Educating Maine’s Workforce

If you’re a movie fan, then you probably saw the movie “The Graduate.”  Dustin Hoffman’s first movie.  The one where he plays Benjamin, who has just graduated from college, doesn’t know what to do with his life, and needs to find a job.  The one where Benjamin’s father’s friend whispers to Benjamin at his graduation party “I’ve got one word for you.  ‘Plastics.’”

Today the word might be different.  “Internet.”  “Computers.”  “Software.”  “Semiconductors.”

But some things haven’t changed much over the last 50 years.  With graduation looming for some, and the folks about to throw you out of the house and stop paying the bills, like Benjamin, you’ll have to get a job.  Time to go to work.

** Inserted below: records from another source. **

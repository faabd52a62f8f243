use chrono::{DateTime, Duration, Utc};
use serde_json::Value;
use std::collections::HashMap;
use std::sync::Arc;
use std::time::Duration as StdDuration;
use tokio::sync::RwLock;
use tokio::task::JoinHandle;
use tracing::{debug, info};

use crate::adapters::interface_parser::parse_interface;
use crate::adapters::mock_generator::MockGenerator;
use crate::config::ProjectSettings;
use crate::domain::{
    ApiProject, CreateProjectRequest, HttpMethod, ParsedInterface, ProjectError, ProjectStats,
    ProjectUpdate,
};

/// In-memory registry of mock projects.
///
/// Cloning is cheap and every clone shares the same registry.
#[derive(Clone)]
pub struct ProjectManager {
    projects: Arc<RwLock<HashMap<String, ApiProject>>>,
    settings: ProjectSettings,
    generator: MockGenerator,
}

impl ProjectManager {
    pub fn new(settings: ProjectSettings, generator: MockGenerator) -> Self {
        Self {
            projects: Arc::new(RwLock::new(HashMap::new())),
            settings,
            generator,
        }
    }

    pub async fn create_project(
        &self,
        request: CreateProjectRequest,
    ) -> Result<ApiProject, ProjectError> {
        validate_name(&request.name)?;
        let parsed = validate_interface(&request.interface_code)?;
        let hours = match request.expiration_hours {
            Some(0) => {
                return Err(ProjectError::Validation(
                    "Expiration hours must be greater than 0".to_string(),
                ))
            }
            Some(hours) => hours,
            None => self.settings.default_expiration_hours,
        };

        let now = Utc::now();
        let id = uuid::Uuid::new_v4().simple().to_string();
        let endpoint = format!("/api/mock/{}", id);
        let project = ApiProject {
            url: format!("{}{}", self.settings.base_url.trim_end_matches('/'), endpoint),
            endpoint,
            id: id.clone(),
            name: request.name,
            description: request.description,
            interface_code: request.interface_code,
            method: request.method.unwrap_or(HttpMethod::Get),
            expected_status_codes: request.expected_status_codes.unwrap_or_else(|| vec![200]),
            expires_at: expiry_from(now, hours),
            created_at: now,
            updated_at: now,
            is_active: true,
        };

        let mut projects = self.projects.write().await;
        let live = projects.values().filter(|p| p.is_live(now)).count();
        if live >= self.settings.max_projects {
            return Err(ProjectError::LimitReached(live));
        }
        projects.insert(id, project.clone());

        info!(
            project_id = %project.id,
            interface = %parsed.name,
            fields = parsed.properties.len(),
            "Created mock project"
        );
        Ok(project)
    }

    /// Live project by id; inactive and expired projects are hidden.
    pub async fn get_project(&self, id: &str) -> Option<ApiProject> {
        let projects = self.projects.read().await;
        projects.get(id).filter(|p| p.is_live(Utc::now())).cloned()
    }

    /// Apply a partial update. `Ok(None)` when the project is missing or inactive.
    pub async fn update_project(
        &self,
        id: &str,
        update: ProjectUpdate,
    ) -> Result<Option<ApiProject>, ProjectError> {
        if let Some(name) = &update.name {
            validate_name(name)?;
        }
        if let Some(code) = &update.interface_code {
            validate_interface(code)?;
        }
        if update.expiration_hours == Some(0) {
            return Err(ProjectError::Validation(
                "Expiration hours must be greater than 0".to_string(),
            ));
        }

        let mut projects = self.projects.write().await;
        let Some(project) = projects.get_mut(id).filter(|p| p.is_active) else {
            return Ok(None);
        };

        let now = Utc::now();
        if let Some(name) = update.name {
            project.name = name;
        }
        if let Some(description) = update.description {
            project.description = Some(description);
        }
        if let Some(code) = update.interface_code {
            project.interface_code = code;
        }
        if let Some(method) = update.method {
            project.method = method;
        }
        if let Some(codes) = update.expected_status_codes {
            project.expected_status_codes = codes;
        }
        if let Some(hours) = update.expiration_hours {
            project.expires_at = expiry_from(now, hours);
        }
        project.updated_at = now;

        debug!(project_id = %id, "Updated mock project");
        Ok(Some(project.clone()))
    }

    /// Returns false when no project has this id.
    pub async fn deactivate_project(&self, id: &str) -> bool {
        let mut projects = self.projects.write().await;
        match projects.get_mut(id) {
            Some(project) => {
                project.is_active = false;
                project.updated_at = Utc::now();
                info!(project_id = %id, "Deactivated mock project");
                true
            }
            None => false,
        }
    }

    /// Structural model of a live project's interface.
    pub async fn parsed_interface(&self, id: &str) -> Result<ParsedInterface, ProjectError> {
        let project = self.get_project(id).await.ok_or_else(ProjectError::not_found)?;
        Ok(parse_interface(&project.interface_code))
    }

    /// Parse the stored interface and generate `count` records (a bare object
    /// when `count` is absent or 1).
    pub async fn generate_mock_response(
        &self,
        id: &str,
        count: Option<usize>,
    ) -> Result<Value, ProjectError> {
        let parsed = self.parsed_interface(id).await?;
        Ok(self
            .generator
            .generate_mock_data(&parsed, count, &mut rand::thread_rng()))
    }

    /// Live projects, oldest first.
    pub async fn list_active_projects(&self) -> Vec<ApiProject> {
        let now = Utc::now();
        let projects = self.projects.read().await;
        let mut active: Vec<ApiProject> =
            projects.values().filter(|p| p.is_live(now)).cloned().collect();
        active.sort_by_key(|p| p.created_at);
        active
    }

    /// Drop every project past its expiry. Returns how many were removed.
    pub async fn cleanup_expired_projects(&self) -> usize {
        let now = Utc::now();
        let mut projects = self.projects.write().await;
        let before = projects.len();
        projects.retain(|_, p| p.expires_at >= now);
        let removed = before - projects.len();
        if removed > 0 {
            info!(removed, "Removed expired mock projects");
        }
        removed
    }

    pub async fn stats(&self) -> ProjectStats {
        let now = Utc::now();
        let projects = self.projects.read().await;
        let active = projects.values().filter(|p| p.is_live(now)).count();
        ProjectStats {
            total: projects.len(),
            active,
            expired: projects.len() - active,
        }
    }

    /// Run [`Self::cleanup_expired_projects`] on the configured interval.
    pub fn spawn_cleanup(&self) -> JoinHandle<()> {
        let manager = self.clone();
        let period = StdDuration::from_secs(self.settings.cleanup_interval_seconds.max(1));
        tokio::spawn(async move {
            let mut ticker = tokio::time::interval(period);
            loop {
                ticker.tick().await;
                manager.cleanup_expired_projects().await;
            }
        })
    }

    #[cfg(test)]
    pub(crate) async fn set_expiry(&self, id: &str, expires_at: DateTime<Utc>) {
        if let Some(project) = self.projects.write().await.get_mut(id) {
            project.expires_at = expires_at;
        }
    }
}

impl Default for ProjectManager {
    fn default() -> Self {
        Self::new(ProjectSettings::default(), MockGenerator::default())
    }
}

fn expiry_from(now: DateTime<Utc>, hours: u64) -> DateTime<Utc> {
    let hours = i64::try_from(hours).unwrap_or(i64::MAX);
    Duration::try_hours(hours)
        .and_then(|d| now.checked_add_signed(d))
        .unwrap_or(DateTime::<Utc>::MAX_UTC)
}

fn validate_name(name: &str) -> Result<(), ProjectError> {
    if name.trim().is_empty() {
        return Err(ProjectError::Validation(
            "Name and interface code are required".to_string(),
        ));
    }
    Ok(())
}

/// Interface text must be present. Its contents are parsed leniently and never
/// rejected.
fn validate_interface(code: &str) -> Result<ParsedInterface, ProjectError> {
    if code.trim().is_empty() {
        return Err(ProjectError::Validation(
            "Name and interface code are required".to_string(),
        ));
    }
    Ok(parse_interface(code))
}
//! Error types for parsing and the project registry

use thiserror::Error;

/// Errors raised by the interface parser.
///
/// Malformed interface text is never an error; only input that is not text at all.
#[derive(Debug, Error)]
pub enum ParseError {
    #[error("Interface source must be valid UTF-8 text: {0}")]
    InvalidInput(#[from] std::str::Utf8Error),
}

/// Errors that can occur during project registry operations
#[derive(Debug, Error)]
pub enum ProjectError {
    /// Project missing, deactivated or expired
    #[error("{0}")]
    NotFound(String),

    /// Rejected request input
    #[error("{0}")]
    Validation(String),

    /// Registry is at its configured capacity
    #[error("Project limit reached ({0} active projects)")]
    LimitReached(usize),

    /// Interface source could not be read
    #[error("Invalid interface: {0}")]
    InvalidInterface(#[from] ParseError),
}

impl ProjectError {
    pub fn not_found() -> Self {
        Self::NotFound("Project not found or expired".to_string())
    }
}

Others of you have been working for years.  And with unemployment still at near record highs, too many other Mainers have lost their jobs and are out there looking for work.

If you already had a job, you may already know the words I’m about to mention.  But if you are about to start your first job, and if I were invited to your graduation party, first I would say “Congratulations.”  Then I would whisper not one, but two words to you.  “At will.”  Those are two words you need to know when you go to work.

Hopefully your job is your dream come true.  But sometimes those dreams turn into nightmares.  Every day, people call my office to tell me a workplace tale of woe.  How they’ve been fired by their employer, how the boss treated them unfairly, how they want to sue the bastards.

My response is always the same.   First I ask if they are in a union or have an employment contract.  The answer is almost always no.  And that’s when I explain the words “at will” to them.

In America, without a union or a contract, you are an “at will” employee.  That means you can be fired for good reason, bad reason, or no reason at all.  It probably says that right on the first page of the handbook the employer made you sign for but never gave you the time to read.  Contrary to what you might think, in the good old US of A, and in the great State of Maine, the courts say you have very few rights in the workplace.

Today the Bangor Daily News begins running our blog Maine at Work.  Maine at Work will tell you about what rights you do have, and how to exercise those rights.  How to protect yourself, and how to obtain justice.  We will tell you about the law of the workplace here in Maine, and sometimes around the nation.  We will talk about legislation that might affect you, and cases that you might be interested in.

Our aim is not just to educate, but to exchange ideas.  Tell your friends and coworkers about Maine at Work.   We invite you to tell us what you think.  Challenge us.  Disagree with us.  But let’s see if we can start a dialogue between employers and employees and in the process make Maine a better place in which to work.